La dama tenía razón y era muy cierto cuanto había dicho. Al término de su viaje llegó a una casa tan grande y hermosa que le parecía un palacio; rodeábala un bello jardín, y en ella lo esperaba un blando lecho.

Tuvo allí por amigos a otros niños tullidos como él.

Como era diligente, aprendió a leer y estudió cosas útiles; amábanlo todos por su bondadoso carácter, y él estaba encantado de su nueva vida.

Un día que estaba en el jardín de rodillas sobre una esterilla, recogiendo semillas de sus flores, oyó detrás de él el roce de un vestido y al mismo tiempo una voz desconocida que lo llamaba por su nombre. Volvió Santiaguillo prontamente la cabeza y al levantar la vista, vio a su lado a una elegante señora.

-¿Estás contento? -le preguntó la dama.

Santiaguito hizo con la cabeza una señal afirmativa; tal era su emoción que no pudo hablar.

-¿Sabes quién soy?

Movió nuevamente el niño su cabeza afirmando con entusiasmo y enjugándose una lágrima en sus mejillas.

-¿Es la primera vez que me ves?

Con la cabeza dijo el niño que no.

-Entonces, ¿cómo sabes quién soy?

-He visto cuadros... -prorrumpió Santiaguito, golpeando la tierra con sus manitas-. Solamente que vos sois más bella que todos los cuadros.

La dama sonrió, c inclinándose puso su delicada mano sobre la cabeza del niño y le dijo:

-Me alegro de que seas tan feliz.

-Señora, vos queréis también que todos los tullidos de Inglaterra sean dichosos como yo, ¿no es cierto?

-Así es, Santiaguito.

-¡Qué hermoso corazón tenéis, señora! -exclamó el niño con entusiasmo. Diciendo así cortó las más lozanas flores, y formó con ellas un gracioso ramo, que ofreció a la dama.

-Vuestras son, os pertenecen -le dijo-. Yo también soy vuestro, gentil señora, y vuestros son todos los tullidos que tanto amáis.

Tomó ella las flores, aspiró su perfume, e inclinándose, regalóselas graciosamente a Santiaguito.

-Deseo que se las envíes a tu madre, como expresión de mi afecto.

-¡Vuestro afecto! -murmuró el cojito. Y cogiendo sus muletas con ligereza, se puso en pie, y se dirigió presuroso al asilo.

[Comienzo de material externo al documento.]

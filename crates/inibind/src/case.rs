//! Key name case conversion.

/// `MaxConns` / `maxConns` to `max_conns`. Already snake_case names pass through.
pub(crate) fn to_snake_case(name: &str) -> String {
    let mut out = String::with_capacity(name.len() + 4);
    for (i, c) in name.chars().enumerate() {
        if c.is_uppercase() {
            if i > 0 && !out.ends_with('_') {
                out.push('_');
            }
            out.extend(c.to_lowercase());
        } else {
            out.push(c);
        }
    }
    out
}

/// `max_conns` to `MaxConns`.
pub(crate) fn to_pascal_case(name: &str) -> String {
    let mut out = String::with_capacity(name.len());
    for word in name.split('_') {
        let mut chars = word.chars();
        if let Some(first) = chars.next() {
            out.extend(first.to_uppercase());
            out.push_str(chars.as_str());
        }
    }
    out
}

/// Comparison form for fallback matching: PascalCase, then lower-cased,
/// so `max_conns`, `MaxConns` and `maxconns` compare equal.
pub(crate) fn fold_key(name: &str) -> String {
    to_pascal_case(name).to_lowercase()
}

/// Key a field binds to when it has no explicit one.
pub(crate) fn default_key(declared: &str) -> String {
    to_snake_case(declared.strip_prefix("r#").unwrap_or(declared))
}
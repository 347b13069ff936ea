//! Pull-based event parser.

use std::borrow::Cow;

use tracing::trace;

use crate::{Event, Line, LineKind, ScanErrorKind, Scanner, Span, is_valid_key, is_valid_section};

/// An assignment waiting for possible continuation lines.
#[derive(Debug)]
struct Pending<'src> {
    line: u32,
    span: Span,
    key: String,
    value: Cow<'src, str>,
    multiline: bool,
}

impl<'src> Pending<'src> {
    fn extend(&mut self, text: &str, span: Span) {
        let value = self.value.to_mut();
        value.push('\n');
        value.push_str(text);
        self.span = self.span.cover(span);
        self.multiline = true;
    }

    fn into_event(self) -> Event<'src> {
        trace!("commit {} at line {}: {:?}", self.key, self.line, self.value);
        Event::Assign {
            line: self.line,
            span: self.span,
            key: self.key,
            value: self.value,
            multiline: self.multiline,
        }
    }
}

/// Pull-based parser turning classified lines into [`Event`]s.
///
/// An assignment is only emitted once the next non-continuation line (or
/// the end of input) is reached, so a multi-line value arrives as one
/// event, ahead of whatever the terminating line produces.
///
/// A rejected section header is reported as an error and the assignments
/// after it are still emitted; the consumer decides what to do with them.
pub struct Parser<'src> {
    scanner: Scanner<'src>,
    pending: Option<Pending<'src>>,
    /// Event produced by the line that flushed `pending`.
    stashed: Option<Event<'src>>,
    /// Swallow continuation lines of a rejected assignment.
    absorbing: bool,
}

impl<'src> Parser<'src> {
    /// Create a parser using the default `=` delimiter.
    pub fn new(source: &'src [u8]) -> Self {
        Self::from_scanner(Scanner::new(source))
    }

    /// Create a parser splitting assignments on `delimiter`.
    pub fn with_delimiter(source: &'src [u8], delimiter: &'src str) -> Self {
        Self::from_scanner(Scanner::with_delimiter(source, delimiter))
    }

    fn from_scanner(scanner: Scanner<'src>) -> Self {
        Self {
            scanner,
            pending: None,
            stashed: None,
            absorbing: false,
        }
    }

    /// Get the next event from the parser.
    pub fn next_event(&mut self) -> Option<Event<'src>> {
        if let Some(event) = self.stashed.take() {
            return Some(event);
        }

        loop {
            let Some(line) = self.scanner.next() else {
                return self.pending.take().map(Pending::into_event);
            };

            match line.kind {
                LineKind::Continuation(text) => {
                    if let Some(pending) = &mut self.pending {
                        pending.extend(text, line.span);
                    } else if !self.absorbing {
                        return Some(error(&line, ScanErrorKind::OrphanContinuation));
                    }
                    continue;
                }
                // A garbled line may have been meant as a continuation, so it
                // leaves the pending value alone.
                LineKind::InvalidEncoding => {
                    return Some(error(&line, ScanErrorKind::InvalidEncoding));
                }
                _ => {}
            }

            let flushed = self.pending.take();
            self.absorbing = false;
            let event = self.line_event(line);

            if let Some(flushed) = flushed {
                self.stashed = event;
                return Some(flushed.into_event());
            }
            if event.is_some() {
                return event;
            }
        }
    }

    /// Parse all events into a vector.
    pub fn parse_to_vec(mut self) -> Vec<Event<'src>> {
        let mut events = Vec::new();
        while let Some(event) = self.next_event() {
            events.push(event);
        }
        events
    }

    /// Handle a non-continuation line. Assignments become pending instead
    /// of producing an event.
    fn line_event(&mut self, line: Line<'src>) -> Option<Event<'src>> {
        match line.kind {
            LineKind::Blank | LineKind::Comment(_) => None,
            LineKind::Section(path) => {
                if !is_valid_section(path) {
                    return Some(error(
                        &line,
                        ScanErrorKind::InvalidSection(path.to_string()),
                    ));
                }
                Some(Event::Section {
                    line: line.number,
                    span: line.span,
                    path: path.to_lowercase(),
                })
            }
            LineKind::Include(path) if path.is_empty() => {
                Some(error(&line, ScanErrorKind::MissingIncludePath))
            }
            LineKind::Include(path) => Some(Event::Include {
                line: line.number,
                span: line.span,
                path,
            }),
            LineKind::Assignment { key, value } => {
                if !is_valid_key(key) {
                    self.absorbing = true;
                    return Some(error(&line, ScanErrorKind::InvalidKey(key.to_string())));
                }
                self.pending = Some(Pending {
                    line: line.number,
                    span: line.span,
                    key: key.to_lowercase(),
                    value: Cow::Borrowed(value),
                    multiline: false,
                });
                None
            }
            LineKind::Malformed(text) => Some(error(
                &line,
                ScanErrorKind::MalformedLine(text.to_string()),
            )),
            LineKind::Continuation(_) | LineKind::InvalidEncoding => None,
        }
    }
}

impl<'src> Iterator for Parser<'src> {
    type Item = Event<'src>;

    fn next(&mut self) -> Option<Event<'src>> {
        self.next_event()
    }
}

fn error<'src>(line: &Line<'_>, kind: ScanErrorKind) -> Event<'src> {
    Event::Error {
        line: line.number,
        span: line.span,
        kind,
    }
}
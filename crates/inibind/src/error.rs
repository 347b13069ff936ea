//! Error types for parsing and serialization.

use std::fmt;
use std::io;
use std::ops::Range;
use std::path::PathBuf;

use ariadne::{Color, Label, Report, ReportKind, Source};
use inibind_parse::{ScanErrorKind, Span};

/// Failure reported by a [`TextDecode`](crate::TextDecode) implementation.
#[derive(Debug, thiserror::Error)]
pub enum DecodeError {
    #[error("invalid value for field type {kind}: {value}")]
    Invalid { kind: &'static str, value: String },

    #[error("{0}")]
    Custom(Box<dyn std::error::Error + Send + Sync>),
}

impl DecodeError {
    pub fn invalid(kind: &'static str, value: &str) -> Self {
        DecodeError::Invalid {
            kind,
            value: value.to_string(),
        }
    }

    /// Wrap any error or message; it is shown to the user unchanged.
    pub fn custom(error: impl Into<Box<dyn std::error::Error + Send + Sync>>) -> Self {
        DecodeError::Custom(error.into())
    }
}

/// Failure converting raw text into a field.
#[derive(Debug, thiserror::Error)]
pub enum CoerceError {
    #[error(transparent)]
    Decode(#[from] DecodeError),

    #[error("unsupported field type: {type_name}")]
    Unsupported { type_name: &'static str },
}

impl CoerceError {
    pub fn unsupported(type_name: &'static str) -> Self {
        CoerceError::Unsupported { type_name }
    }
}

/// A record type whose declaration cannot be bound.
#[derive(Debug, Clone, PartialEq, Eq, thiserror::Error)]
pub enum SchemaError {
    #[error("duplicate key '{key}' in record {record}")]
    DuplicateKey { record: &'static str, key: String },

    #[error("flattened field '{field}' in record {record} cannot have an explicit key")]
    TaggedFlatten {
        record: &'static str,
        field: &'static str,
    },

    #[error("flattened field '{field}' in record {record} is not a record")]
    FlattenNotRecord {
        record: &'static str,
        field: &'static str,
    },
}

/// What went wrong, without location.
#[derive(Debug, thiserror::Error)]
pub enum ErrorKind {
    #[error("delimiter must not be empty")]
    InvalidDelimiter,

    #[error(transparent)]
    Schema(#[from] SchemaError),

    #[error(transparent)]
    Scan(#[from] ScanErrorKind),

    #[error("no matching field found for key '{key}'")]
    UnknownKey { key: String },

    #[error("no matching field found for section '{section}'")]
    UnknownSection { section: String },

    #[error("field for section '{section}' is not a section")]
    NotASection { section: String },

    #[error(transparent)]
    Coerce(#[from] CoerceError),

    #[error("invalid default for field '{field}' of {record}: {source}")]
    InvalidDefault {
        record: &'static str,
        field: String,
        source: CoerceError,
    },

    #[error("failed to open '{}': {source}", .path.display())]
    IncludeOpen { path: PathBuf, source: io::Error },

    #[error("circular include detected: {}", .path.display())]
    CircularInclude { path: PathBuf },

    #[error("include depth exceeds {max} at {}", .path.display())]
    IncludeDepth { path: PathBuf, max: usize },

    #[error("cannot resolve relative include '{}' without a base directory", .path.display())]
    IncludeWithoutBase { path: PathBuf },
}

impl ErrorKind {
    /// Fatal errors abort a parse before the record is touched.
    pub fn is_fatal(&self) -> bool {
        matches!(self, ErrorKind::InvalidDelimiter | ErrorKind::Schema(_))
    }

    fn help(&self) -> Option<&'static str> {
        match self {
            ErrorKind::Scan(ScanErrorKind::MalformedLine(_)) => {
                Some("expected `key = value`, a `[section]` header or a comment")
            }
            ErrorKind::Scan(ScanErrorKind::InvalidKey(_) | ScanErrorKind::InvalidSection(_)) => {
                Some("names may only contain letters, digits and '_'")
            }
            ErrorKind::Scan(ScanErrorKind::OrphanContinuation) => {
                Some("indented lines continue the value of the key above them")
            }
            ErrorKind::IncludeWithoutBase { .. } => {
                Some("use an absolute path or parse from a file")
            }
            _ => None,
        }
    }
}

/// A single error with its location.
#[derive(Debug)]
pub struct ParseError {
    pub kind: ErrorKind,
    /// 1-based line number in the file that produced the error.
    pub line: Option<u32>,
    pub span: Option<Span>,
    /// The included file the error came from, if not the root input.
    pub origin: Option<PathBuf>,
}

impl ParseError {
    pub fn new(kind: ErrorKind) -> Self {
        Self {
            kind,
            line: None,
            span: None,
            origin: None,
        }
    }

    pub fn at(kind: ErrorKind, line: u32, span: Span) -> Self {
        Self {
            kind,
            line: Some(line),
            span: Some(span),
            origin: None,
        }
    }

    pub fn with_origin(mut self, origin: Option<PathBuf>) -> Self {
        self.origin = origin;
        self
    }

    pub fn is_fatal(&self) -> bool {
        self.kind.is_fatal()
    }

    /// Render this error with ariadne.
    ///
    /// `source` must be the text of the file the error came from.
    pub fn render(&self, filename: &str, source: &str) -> String {
        let mut output = Vec::new();
        self.write_report(filename, source, &mut output);
        String::from_utf8(output).unwrap_or_else(|_| self.to_string())
    }

    /// Write the error report to a writer.
    pub fn write_report<W: io::Write>(&self, filename: &str, source: &str, writer: W) {
        let report = self.build_report(filename);
        let _ = report
            .finish()
            .write((filename, Source::from(source)), writer);
    }

    fn build_report<'a>(
        &self,
        filename: &'a str,
    ) -> ariadne::ReportBuilder<'static, (&'a str, Range<usize>)> {
        let range = self.span.map(Range::<usize>::from).unwrap_or(0..0);
        let mut report =
            Report::build(ReportKind::Error, (filename, range.clone())).with_message(&self.kind);

        if self.span.is_some() {
            report = report.with_label(
                Label::new((filename, range))
                    .with_message(label(&self.kind))
                    .with_color(Color::Red),
            );
        }
        if let Some(help) = self.kind.help() {
            report = report.with_help(help);
        }
        report
    }
}

fn label(kind: &ErrorKind) -> &'static str {
    match kind {
        ErrorKind::Scan(ScanErrorKind::InvalidKey(_)) => "invalid key",
        ErrorKind::Scan(ScanErrorKind::InvalidSection(_)) => "invalid section",
        ErrorKind::Scan(ScanErrorKind::InvalidEncoding) => "not UTF-8",
        ErrorKind::Scan(_) => "cannot parse this line",
        ErrorKind::UnknownKey { .. } => "unknown key",
        ErrorKind::UnknownSection { .. } | ErrorKind::NotASection { .. } => "in this section",
        ErrorKind::Coerce(_) => "value assigned here",
        ErrorKind::IncludeOpen { .. }
        | ErrorKind::CircularInclude { .. }
        | ErrorKind::IncludeDepth { .. }
        | ErrorKind::IncludeWithoutBase { .. } => "included here",
        _ => "here",
    }
}

impl fmt::Display for ParseError {
    fn fmt(&self, f: &mut fmt::Formatter<'_>) -> fmt::Result {
        if let Some(origin) = &self.origin {
            write!(f, "{}: ", origin.display())?;
        }
        if let Some(line) = self.line {
            write!(f, "error at line {line}: ")?;
        }
        write!(f, "{}", self.kind)
    }
}

impl std::error::Error for ParseError {}

/// Every error from one parse, in the order they were found. Never empty.
#[derive(Debug)]
pub struct ParseErrors(Vec<ParseError>);

impl ParseErrors {
    pub(crate) fn new(errors: Vec<ParseError>) -> Option<Self> {
        if errors.is_empty() {
            None
        } else {
            Some(Self(errors))
        }
    }

    pub(crate) fn fatal(error: ParseError) -> Self {
        Self(vec![error])
    }

    pub fn first(&self) -> &ParseError {
        &self.0[0]
    }

    pub fn len(&self) -> usize {
        self.0.len()
    }

    pub fn is_empty(&self) -> bool {
        self.0.is_empty()
    }

    pub fn iter(&self) -> std::slice::Iter<'_, ParseError> {
        self.0.iter()
    }

    pub fn as_slice(&self) -> &[ParseError] {
        &self.0
    }

    pub fn into_vec(self) -> Vec<ParseError> {
        self.0
    }

    /// True if this is a single fatal error.
    pub fn is_fatal(&self) -> bool {
        matches!(self.0.as_slice(), [error] if error.is_fatal())
    }
}

impl fmt::Display for ParseErrors {
    fn fmt(&self, f: &mut fmt::Formatter<'_>) -> fmt::Result {
        for (i, error) in self.0.iter().enumerate() {
            if i > 0 {
                writeln!(f)?;
            }
            write!(f, "{error}")?;
        }
        Ok(())
    }
}

impl std::error::Error for ParseErrors {}

impl IntoIterator for ParseErrors {
    type Item = ParseError;
    type IntoIter = std::vec::IntoIter<ParseError>;

    fn into_iter(self) -> Self::IntoIter {
        self.0.into_iter()
    }
}

impl<'a> IntoIterator for &'a ParseErrors {
    type Item = &'a ParseError;
    type IntoIter = std::slice::Iter<'a, ParseError>;

    fn into_iter(self) -> Self::IntoIter {
        self.0.iter()
    }
}

/// Failure writing a record.
#[derive(Debug, thiserror::Error)]
pub enum SerializeError {
    #[error("delimiter must not be empty")]
    InvalidDelimiter,

    #[error("unsupported field type for '{key}': {type_name}")]
    Unsupported { key: String, type_name: &'static str },

    #[error("field '{key}' of type {kind} has no text encoding")]
    Unencodable { key: String, kind: &'static str },

    #[error(transparent)]
    Schema(#[from] SchemaError),

    #[error(transparent)]
    Io(#[from] io::Error),
}

#[cfg(test)]
mod tests {
    use super::*;

    fn render(error: &ParseError, source: &str) -> String {
        let rendered = error.render("app.ini", source);
        String::from_utf8(strip_ansi_escapes::strip(rendered.as_bytes())).unwrap()
    }

    #[test]
    fn test_display_with_line_and_origin() {
        let error = ParseError::at(
            ErrorKind::UnknownKey { key: "bogus".into() },
            3,
            Span::new(10, 19),
        );
        assert_eq!(
            error.to_string(),
            "error at line 3: no matching field found for key 'bogus'"
        );

        let error = error.with_origin(Some(PathBuf::from("extra.ini")));
        assert_eq!(
            error.to_string(),
            "extra.ini: error at line 3: no matching field found for key 'bogus'"
        );
    }

    #[test]
    fn test_coerce_message_names_kind_and_value() {
        let error = ParseError::at(
            CoerceError::from(DecodeError::invalid("u16", "abc")).into(),
            2,
            Span::new(0, 10),
        );
        assert_eq!(
            error.to_string(),
            "error at line 2: invalid value for field type u16: abc"
        );
    }

    #[test]
    fn test_custom_decode_error_is_verbatim() {
        let error = CoerceError::from(DecodeError::custom("level must be low or high"));
        assert_eq!(error.to_string(), "level must be low or high");
    }

    #[test]
    fn test_fatal_kinds() {
        assert!(ErrorKind::InvalidDelimiter.is_fatal());
        assert!(
            ErrorKind::Schema(SchemaError::DuplicateKey {
                record: "Config",
                key: "name".into(),
            })
            .is_fatal()
        );
        assert!(!ErrorKind::UnknownKey { key: "x".into() }.is_fatal());
    }

    #[test]
    fn test_only_a_lone_fatal_error_is_fatal() {
        let fatal = || ParseError::new(ErrorKind::InvalidDelimiter);
        let unknown = || ParseError::new(ErrorKind::UnknownKey { key: "x".into() });

        assert!(ParseErrors::fatal(fatal()).is_fatal());
        assert!(!ParseErrors::fatal(unknown()).is_fatal());

        let mixed = ParseErrors::new(vec![fatal(), unknown()]).expect("non-empty");
        assert!(!mixed.is_fatal());
    }

    #[test]
    fn test_render_points_at_line() {
        let source = "name = demo\nport = abc\n";
        let error = ParseError::at(
            CoerceError::from(DecodeError::invalid("u16", "abc")).into(),
            2,
            Span::new(12, 22),
        );
        let rendered = render(&error, source);
        assert!(rendered.contains("invalid value for field type u16: abc"), "{rendered}");
        assert!(rendered.contains("port = abc"), "{rendered}");
        assert!(rendered.contains("value assigned here"), "{rendered}");
    }

    #[test]
    fn test_render_help() {
        let source = "just some words\n";
        let error = ParseError::at(
            ScanErrorKind::MalformedLine("just some words".into()).into(),
            1,
            Span::new(0, 15),
        );
        let rendered = render(&error, source);
        assert!(rendered.contains("invalid line format"), "{rendered}");
        assert!(rendered.contains("expected `key = value`"), "{rendered}");
    }
}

-¡Mi querida enfermera! -gritó al entrar en él-. Voy a mandar estas flores a mi madre en una caja de cartón, con una carta que le diga que es la reina quien se las envía como expresión de su afecto. ¡Figúrese qué encanto! ¡La reina manda a mi madre su afecto!

Sobre la chimenea del comedor de la humilde casa junto a los muelles de Londres, hay un vaso de cristal que sostiene las flores amarillentas y marchitas que la reina de Inglaterra envió a la madre de Santiaguito.